The Quantum revolution dealt a death-blow to the dualistic perception of the universe, and Chaos Physics will more or less finish it off (eventually). We know that the Universe is much too complex (and wonderful) to be neatly labeled into opposites, and how we too easily chain ourselves into limitation by taking on board restrictive concepts. Anything might be possible, if we allow ourselves new possibilities. Take sexuality for instance. For safety's sake we define our sexuality according to labels, images, roles, politics, etc. But increasingly, we are discovering that sexuality chafes at being trapped in one mould. Which isn't to say that we are all androgynous or bisexual. Just that those who feel able can explore aspects of their sexuality that goes beyond their immediate perception of their orientation. I recently read a book called 'Macho Sluts' - a collection of Lesbian S & M erotica. It didn't do anything for me, as it were, but I was extremely impressed by the writer's ability to be honest and truthful about her fantasies - refusing to censor herself just because it wasn't 'politically correct' to have such images in her head. The best kind of magick, I find, is the magick that liberates us from the chains of oppression, be they ideas, feelings, conditioning, or the very real oppression of being made to feel powerless and unimportant.

So I ceased to cut my psyche up into bits (higher self-lower self, Id-Ego, etc). Instead, I began to use a (for me) more useful distinction, the shift between Ego and Exo. Briefly, the Ego is a collective fiction of 'who I am' - what I am, what I am not, what I can do, how I would like to see myself, etc. - The 'Self' as a stable entity. Given enough experience & growth, we can shift into 'Exo' mode. The Exo is the self engaged towards the world - to new possibilities of being, towards other people, of 'going' rather than 'being', and of engagement, rather than stability. It's a shift of attention if you like, from yourself, towards the world. In Tantra, we find an image of the human self as a spark of consciousness (Shiva) interacting with a cluster of desires, habits, patterns, etc (Shaktis) ideally, in constant flux and change. Increasingly, I see the self as a cluster of spirits which form a gestalt, out of which arises the sense of identity. Try and wear down bits of the conditioning in our heads, and we might discover new ways of living and interacting with each other.

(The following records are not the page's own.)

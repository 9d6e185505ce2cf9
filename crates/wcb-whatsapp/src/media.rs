//! Graph API media download.
//!
//! Cloud API media is a two-step fetch: resolve the media id to a signed
//! URL, then download the bytes from that URL (both with the bearer
//! token). A failure at either step drops the event upstream; it never
//! reaches the state machine.

use async_trait::async_trait;
use serde::Deserialize;

use wcb_core::{errors::Error, events::MediaPayload, Result};

/// Seam for tests: the router depends on this trait, not on reqwest.
#[async_trait]
pub trait MediaFetchPort: Send + Sync {
    /// Materialize media bytes for an attachment reference. The declared
    /// MIME type from the webhook is a fallback if the lookup carries a
    /// more specific one.
    async fn fetch(&self, media_id: &str, declared_mime: &str) -> Result<MediaPayload>;
}

pub struct GraphMediaFetcher {
    http: reqwest::Client,
    graph_api_base: String,
    access_token: String,
}

#[derive(Debug, Deserialize)]
struct MediaLookup {
    url: String,
    #[serde(default)]
    mime_type: Option<String>,
}

impl GraphMediaFetcher {
    pub fn new(
        graph_api_base: impl Into<String>,
        access_token: impl Into<String>,
        timeout: std::time::Duration,
    ) -> Self {
        let http = reqwest::Client::builder()
            .timeout(timeout)
            .build()
            .expect("reqwest client build");
        Self {
            http,
            graph_api_base: graph_api_base.into(),
            access_token: access_token.into(),
        }
    }
}

#[async_trait]
impl MediaFetchPort for GraphMediaFetcher {
    async fn fetch(&self, media_id: &str, declared_mime: &str) -> Result<MediaPayload> {
        let lookup_url = format!("{}/{}", self.graph_api_base, media_id);
        let lookup: MediaLookup = self
            .http
            .get(&lookup_url)
            .bearer_auth(&self.access_token)
            .send()
            .await
            .map_err(|e| Error::MediaDownload(format!("media lookup failed: {e}")))?
            .error_for_status()
            .map_err(|e| Error::MediaDownload(format!("media lookup rejected: {e}")))?
            .json()
            .await
            .map_err(|e| Error::MediaDownload(format!("media lookup body: {e}")))?;

        let bytes = self
            .http
            .get(&lookup.url)
            .bearer_auth(&self.access_token)
            .send()
            .await
            .map_err(|e| Error::MediaDownload(format!("media download failed: {e}")))?
            .error_for_status()
            .map_err(|e| Error::MediaDownload(format!("media download rejected: {e}")))?
            .bytes()
            .await
            .map_err(|e| Error::MediaDownload(format!("media download body: {e}")))?;

        if bytes.is_empty() {
            return Err(Error::MediaDownload(format!(
                "media {media_id} resolved to an empty payload"
            )));
        }

        Ok(MediaPayload {
            bytes: bytes.to_vec(),
            mime_type: lookup
                .mime_type
                .unwrap_or_else(|| declared_mime.to_string()),
        })
    }
}

#[cfg(test)]
mod tests {
    use super::*;

    #[test]
    fn media_lookup_parses_graph_response() {
        let lookup: MediaLookup = serde_json::from_str(
            r#"{
                "url": "https://lookaside.example/media/abc",
                "mime_type": "image/jpeg",
                "sha256": "x",
                "file_size": 12345,
                "id": "media-1"
            }"#,
        )
        .unwrap();
        assert_eq!(lookup.url, "https://lookaside.example/media/abc");
        assert_eq!(lookup.mime_type.as_deref(), Some("image/jpeg"));
    }
}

So the whole concept of Polarity has ceased to have value for me. What I'm more interested in is the idea of sympathy, or perhaps empathy with others. Nowadays, I won't do any intense magical activity with someone that I don't feel 100% okay about. There has to be empathy between us. Empathy and mutual respect. For as Robert Anton Wilson says, "Communication is only possible between equals." And that is the crunchy-frog point that is probably the root of the difficulty I have with working magically with other men. Women know that they are (at the very least) equal to men, whilst men remain each an island unto themselves (and each other). This is as much a problem for me to come to terms with as any other male (putting myself on a pedestal as an 'initiate' or whatever would be 'typically male' and just bloody silly). We males have to learn to see our peers as equals, and this is true for magick as any other sphere of activity. We're still too much hooked into the roles of leaders, followers, pupils, students, teachers, and the "I'm more spiritually advanced/politically correct/successful than the rest of them" trip.

Answers then? I don't know for now, but I'm open to suggestions.

Postscript: The ritual, by the way, was an invocation of the force of Geburah, through the Archangel KHAMAEL ("Wrath of God"). It just goes to show that you never can tell how magick is going to affect you.